**Information**

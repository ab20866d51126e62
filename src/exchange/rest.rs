//! Bybit V5 REST client
//!
//! Endpoints documented at: https://bybit-exchange.github.io/docs/v5/intro

use anyhow::{Context, Result};
use async_trait::async_trait;
use chrono::Utc;
use reqwest::{
    header::{HeaderMap, HeaderValue, CONTENT_TYPE},
    Client, Url,
};
use rust_decimal::Decimal;
use serde::de::DeserializeOwned;
use serde_json::json;
use std::time::Duration;
use tracing::{debug, warn};

use super::signing::{self, HEADER_API_KEY, HEADER_RECV_WINDOW, HEADER_SIGN, HEADER_TIMESTAMP};
use super::types::{
    decode_klines, ClosedPnlDto, Envelope, ListResult, OrderCreatedDto, PositionDto, TickerDto,
    WalletAccountDto,
};
use super::{Exchange, ExchangeError, MarketOrder};
use crate::config::ExchangeConfig;
use crate::types::{Candle, ClosedTrade, ExchangePosition, Symbol, Ticker};

const CATEGORY: &str = "linear";
const SETTLE_COIN: &str = "USDT";
/// "leverage not modified" is not a failure
const RET_LEVERAGE_UNCHANGED: i64 = 110043;

/// REST client for Bybit linear perpetuals
pub struct BybitRestClient {
    client: Client,
    base_url: String,
    recv_window: u64,
    api_key: Option<String>,
    api_secret: Option<String>,
}

impl BybitRestClient {
    pub fn new(
        base_url: &str,
        timeout: Duration,
        recv_window: u64,
        api_key: Option<String>,
        api_secret: Option<String>,
    ) -> Result<Self> {
        let mut headers = HeaderMap::new();
        headers.insert(CONTENT_TYPE, HeaderValue::from_static("application/json"));

        let client = Client::builder()
            .timeout(timeout)
            .default_headers(headers)
            .build()
            .context("Failed to create HTTP client")?;

        Ok(Self {
            client,
            base_url: base_url.trim_end_matches('/').to_string(),
            recv_window,
            api_key,
            api_secret,
        })
    }

    /// Build from config, taking credentials from `BYBIT_API_KEY` / `BYBIT_API_SECRET`
    pub fn from_config(cfg: &ExchangeConfig) -> Result<Self> {
        Self::new(
            &cfg.base_url,
            Duration::from_millis(cfg.request_timeout_ms),
            cfg.recv_window_ms,
            Self::resolve_env(&["BYBIT_API_KEY"]),
            Self::resolve_env(&["BYBIT_API_SECRET"]),
        )
    }

    fn resolve_env(var_names: &[&str]) -> Option<String> {
        var_names
            .iter()
            .filter_map(|var| std::env::var(var).ok())
            .find(|value| !value.trim().is_empty())
    }

    fn url(&self, path: &str, params: &[(&str, String)]) -> Result<Url, ExchangeError> {
        let mut url = Url::parse(&format!("{}{}", self.base_url, path))
            .map_err(|e| ExchangeError::Transport(format!("bad url: {e}")))?;
        if !params.is_empty() {
            let mut pairs = url.query_pairs_mut();
            for (k, v) in params {
                pairs.append_pair(k, v);
            }
        }
        Ok(url)
    }

    fn auth_headers(&self, params: &str) -> Result<HeaderMap, ExchangeError> {
        let (api_key, api_secret) = match (&self.api_key, &self.api_secret) {
            (Some(k), Some(s)) => (k, s),
            _ => return Err(ExchangeError::MissingCredentials),
        };
        let timestamp = Utc::now().timestamp_millis();
        let signature = signing::sign(api_secret, timestamp, api_key, self.recv_window, params)?;

        let header = |v: String| {
            HeaderValue::from_str(&v).map_err(|e| ExchangeError::Transport(e.to_string()))
        };
        let mut headers = HeaderMap::new();
        headers.insert(HEADER_API_KEY, header(api_key.clone())?);
        headers.insert(HEADER_SIGN, header(signature)?);
        headers.insert(HEADER_TIMESTAMP, header(timestamp.to_string())?);
        headers.insert(HEADER_RECV_WINDOW, header(self.recv_window.to_string())?);
        Ok(headers)
    }

    async fn decode(
        &self,
        path: &str,
        response: reqwest::Response,
    ) -> Result<Envelope, ExchangeError> {
        let status = response.status();
        let body = response.text().await?;
        if !status.is_success() {
            return Err(ExchangeError::Transport(format!("{path}: HTTP {status}")));
        }
        serde_json::from_str::<Envelope>(&body)
            .map_err(|e| ExchangeError::Malformed(format!("{path}: {e}")))
    }

    fn result<T: DeserializeOwned>(path: &str, envelope: Envelope) -> Result<T, ExchangeError> {
        if envelope.ret_code != 0 {
            return Err(ExchangeError::Rejected {
                code: envelope.ret_code,
                message: envelope.ret_msg,
            });
        }
        serde_json::from_value(envelope.result)
            .map_err(|e| ExchangeError::Malformed(format!("{path}: {e}")))
    }

    async fn public_get<T: DeserializeOwned>(
        &self,
        path: &str,
        params: &[(&str, String)],
    ) -> Result<T, ExchangeError> {
        let url = self.url(path, params)?;
        let response = self.client.get(url).send().await?;
        let envelope = self.decode(path, response).await?;
        Self::result(path, envelope)
    }

    async fn signed_get<T: DeserializeOwned>(
        &self,
        path: &str,
        params: &[(&str, String)],
    ) -> Result<T, ExchangeError> {
        let url = self.url(path, params)?;
        // The signature must cover the exact query string that goes on the wire
        let headers = self.auth_headers(url.query().unwrap_or(""))?;
        let response = self.client.get(url).headers(headers).send().await?;
        let envelope = self.decode(path, response).await?;
        Self::result(path, envelope)
    }

    async fn signed_post(
        &self,
        path: &str,
        body: &serde_json::Value,
    ) -> Result<Envelope, ExchangeError> {
        let url = self.url(path, &[])?;
        let body = body.to_string();
        let headers = self.auth_headers(&body)?;
        debug!(path, body = %body, "signed POST");
        let response = self
            .client
            .post(url)
            .headers(headers)
            .body(body)
            .send()
            .await?;
        self.decode(path, response).await
    }

    async fn post_expect_ok(
        &self,
        path: &str,
        body: &serde_json::Value,
    ) -> Result<(), ExchangeError> {
        let envelope = self.signed_post(path, body).await?;
        Self::result::<serde_json::Value>(path, envelope).map(|_| ())
    }
}

#[async_trait]
impl Exchange for BybitRestClient {
    async fn tickers(&self) -> Result<Vec<Ticker>, ExchangeError> {
        let result: ListResult<TickerDto> = self
            .public_get("/v5/market/tickers", &[("category", CATEGORY.to_string())])
            .await?;
        Ok(result
            .list
            .into_iter()
            .filter_map(TickerDto::into_ticker)
            .collect())
    }

    async fn klines(
        &self,
        symbol: &Symbol,
        interval: &str,
        limit: usize,
    ) -> Result<Vec<Candle>, ExchangeError> {
        let result: ListResult<Vec<String>> = self
            .public_get(
                "/v5/market/kline",
                &[
                    ("category", CATEGORY.to_string()),
                    ("symbol", symbol.to_string()),
                    ("interval", interval.to_string()),
                    ("limit", limit.to_string()),
                ],
            )
            .await?;
        decode_klines(result.list)
            .ok_or_else(|| ExchangeError::Malformed(format!("kline rows for {symbol}")))
    }

    async fn wallet_balance(&self) -> Result<f64, ExchangeError> {
        let result: ListResult<WalletAccountDto> = self
            .signed_get(
                "/v5/account/wallet-balance",
                &[
                    ("accountType", "UNIFIED".to_string()),
                    ("coin", SETTLE_COIN.to_string()),
                ],
            )
            .await?;
        result
            .list
            .into_iter()
            .flat_map(|account| account.coin)
            .find(|c| c.coin == SETTLE_COIN)
            .and_then(|c| c.wallet_balance.trim().parse::<f64>().ok())
            .ok_or_else(|| ExchangeError::Malformed("no USDT wallet balance".to_string()))
    }

    async fn positions(&self) -> Result<Vec<ExchangePosition>, ExchangeError> {
        let result: ListResult<PositionDto> = self
            .signed_get(
                "/v5/position/list",
                &[
                    ("category", CATEGORY.to_string()),
                    ("settleCoin", SETTLE_COIN.to_string()),
                ],
            )
            .await?;
        Ok(result
            .list
            .into_iter()
            .filter_map(PositionDto::into_position)
            .collect())
    }

    async fn position(&self, symbol: &Symbol) -> Result<Vec<ExchangePosition>, ExchangeError> {
        let result: ListResult<PositionDto> = self
            .signed_get(
                "/v5/position/list",
                &[
                    ("category", CATEGORY.to_string()),
                    ("symbol", symbol.to_string()),
                ],
            )
            .await?;
        Ok(result
            .list
            .into_iter()
            .filter_map(PositionDto::into_position)
            .collect())
    }

    async fn closed_pnl(
        &self,
        limit: usize,
        start_time: Option<i64>,
    ) -> Result<Vec<ClosedTrade>, ExchangeError> {
        let mut params = vec![
            ("category", CATEGORY.to_string()),
            ("limit", limit.to_string()),
        ];
        if let Some(start) = start_time {
            params.push(("startTime", start.to_string()));
        }
        let result: ListResult<ClosedPnlDto> =
            self.signed_get("/v5/position/closed-pnl", &params).await?;
        // Venue returns newest-first
        let mut trades: Vec<ClosedTrade> = result
            .list
            .into_iter()
            .map(ClosedPnlDto::into_closed_trade)
            .collect();
        trades.reverse();
        Ok(trades)
    }

    async fn set_leverage(&self, symbol: &Symbol, leverage: u32) -> Result<(), ExchangeError> {
        let body = json!({
            "category": CATEGORY,
            "symbol": symbol.as_str(),
            "buyLeverage": leverage.to_string(),
            "sellLeverage": leverage.to_string(),
        });
        let envelope = self.signed_post("/v5/position/set-leverage", &body).await?;
        if envelope.ret_code == RET_LEVERAGE_UNCHANGED {
            return Ok(());
        }
        Self::result::<serde_json::Value>("/v5/position/set-leverage", envelope).map(|_| ())
    }

    async fn place_market_order(&self, order: &MarketOrder) -> Result<String, ExchangeError> {
        let body = json!({
            "category": CATEGORY,
            "symbol": order.symbol.as_str(),
            "side": order.order_side(),
            "orderType": "Market",
            "qty": order.qty.normalize().to_string(),
            "reduceOnly": order.reduce_only,
            "orderLinkId": uuid::Uuid::new_v4().simple().to_string(),
        });
        let envelope = self.signed_post("/v5/order/create", &body).await?;
        let created: OrderCreatedDto = Self::result("/v5/order/create", envelope)?;
        if created.order_id.is_empty() {
            warn!(symbol = %order.symbol, "order accepted without an order id");
        }
        Ok(created.order_id)
    }

    async fn set_stop_loss(&self, symbol: &Symbol, price: Decimal) -> Result<(), ExchangeError> {
        let body = json!({
            "category": CATEGORY,
            "symbol": symbol.as_str(),
            "stopLoss": price.normalize().to_string(),
            "positionIdx": 0,
        });
        self.post_expect_ok("/v5/position/trading-stop", &body).await
    }

    async fn set_trailing_stop(
        &self,
        symbol: &Symbol,
        activation: Decimal,
        distance: Decimal,
    ) -> Result<(), ExchangeError> {
        let body = json!({
            "category": CATEGORY,
            "symbol": symbol.as_str(),
            "activePrice": activation.normalize().to_string(),
            "trailingStop": distance.normalize().to_string(),
            "positionIdx": 0,
        });
        self.post_expect_ok("/v5/position/trading-stop", &body).await
    }

    async fn cancel_all_orders(&self) -> Result<(), ExchangeError> {
        let body = json!({
            "category": CATEGORY,
            "settleCoin": SETTLE_COIN,
        });
        self.post_expect_ok("/v5/order/cancel-all", &body).await
    }
}

#[cfg(test)]
mod tests {
    use super::*;

    fn client(with_keys: bool) -> BybitRestClient {
        let (k, s) = if with_keys {
            (Some("key".to_string()), Some("secret".to_string()))
        } else {
            (None, None)
        };
        BybitRestClient::new("https://api.bybit.com/", Duration::from_secs(5), 5000, k, s).unwrap()
    }

    #[test]
    fn query_string_is_built_in_parameter_order() {
        let c = client(true);
        let url = c
            .url(
                "/v5/position/list",
                &[
                    ("category", "linear".to_string()),
                    ("settleCoin", "USDT".to_string()),
                ],
            )
            .unwrap();
        assert_eq!(url.query(), Some("category=linear&settleCoin=USDT"));
        assert_eq!(url.path(), "/v5/position/list");
    }

    #[test]
    fn private_calls_need_credentials() {
        let c = client(false);
        assert!(matches!(
            c.auth_headers("category=linear"),
            Err(ExchangeError::MissingCredentials)
        ));

        let headers = client(true).auth_headers("category=linear").unwrap();
        assert_eq!(headers.get(HEADER_API_KEY).unwrap(), "key");
        assert_eq!(headers.get(HEADER_RECV_WINDOW).unwrap(), "5000");
        assert_eq!(headers.get(HEADER_SIGN).unwrap().len(), 64);
    }

    #[test]
    fn non_zero_ret_code_is_rejection() {
        let envelope: Envelope =
            serde_json::from_str(r#"{"retCode":10001,"retMsg":"params error","result":{}}"#)
                .unwrap();
        let err = BybitRestClient::result::<serde_json::Value>("/x", envelope).unwrap_err();
        assert!(matches!(err, ExchangeError::Rejected { code: 10001, .. }));
    }
}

**Your assignment**
Nothing but a number, please: how many lines of the listing hold the word "OrderCreatedDto"?

**Written answer**
2